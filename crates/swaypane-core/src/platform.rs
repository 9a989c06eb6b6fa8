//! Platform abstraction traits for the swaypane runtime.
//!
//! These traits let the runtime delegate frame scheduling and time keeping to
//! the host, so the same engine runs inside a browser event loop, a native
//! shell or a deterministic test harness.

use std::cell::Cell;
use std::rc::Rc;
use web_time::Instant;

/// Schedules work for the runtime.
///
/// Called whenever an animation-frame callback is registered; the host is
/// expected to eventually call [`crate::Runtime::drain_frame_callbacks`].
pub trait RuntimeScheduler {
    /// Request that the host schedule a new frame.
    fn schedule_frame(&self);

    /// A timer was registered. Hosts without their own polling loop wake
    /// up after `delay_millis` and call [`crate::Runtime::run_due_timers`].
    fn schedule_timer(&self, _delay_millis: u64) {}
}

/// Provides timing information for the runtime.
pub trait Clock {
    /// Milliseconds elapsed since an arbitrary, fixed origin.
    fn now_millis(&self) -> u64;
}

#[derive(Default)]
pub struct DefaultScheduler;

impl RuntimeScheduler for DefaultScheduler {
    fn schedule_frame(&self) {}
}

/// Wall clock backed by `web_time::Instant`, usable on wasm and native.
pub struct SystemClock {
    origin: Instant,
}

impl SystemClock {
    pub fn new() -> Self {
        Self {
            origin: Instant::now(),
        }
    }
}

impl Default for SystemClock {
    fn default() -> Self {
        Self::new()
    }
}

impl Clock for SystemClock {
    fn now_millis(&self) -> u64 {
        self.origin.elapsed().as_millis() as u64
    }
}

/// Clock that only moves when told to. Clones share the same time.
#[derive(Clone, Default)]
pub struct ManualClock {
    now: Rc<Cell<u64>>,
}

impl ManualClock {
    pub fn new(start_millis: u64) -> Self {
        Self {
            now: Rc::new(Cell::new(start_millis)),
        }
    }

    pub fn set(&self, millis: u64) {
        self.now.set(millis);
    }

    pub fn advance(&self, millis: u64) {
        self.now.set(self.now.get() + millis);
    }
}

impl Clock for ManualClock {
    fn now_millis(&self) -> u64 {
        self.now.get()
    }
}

**WHAT NEEDS TO BE DONE**:
Which lines above include the word "Instant"? Pick them out and copy them.

**OUTPUT FOR THIS EXERCISE**:
use web_time::Instant;
/// Wall clock backed by `web_time::Instant`, usable on wasm and native.
    origin: Instant,
            origin: Instant::now(),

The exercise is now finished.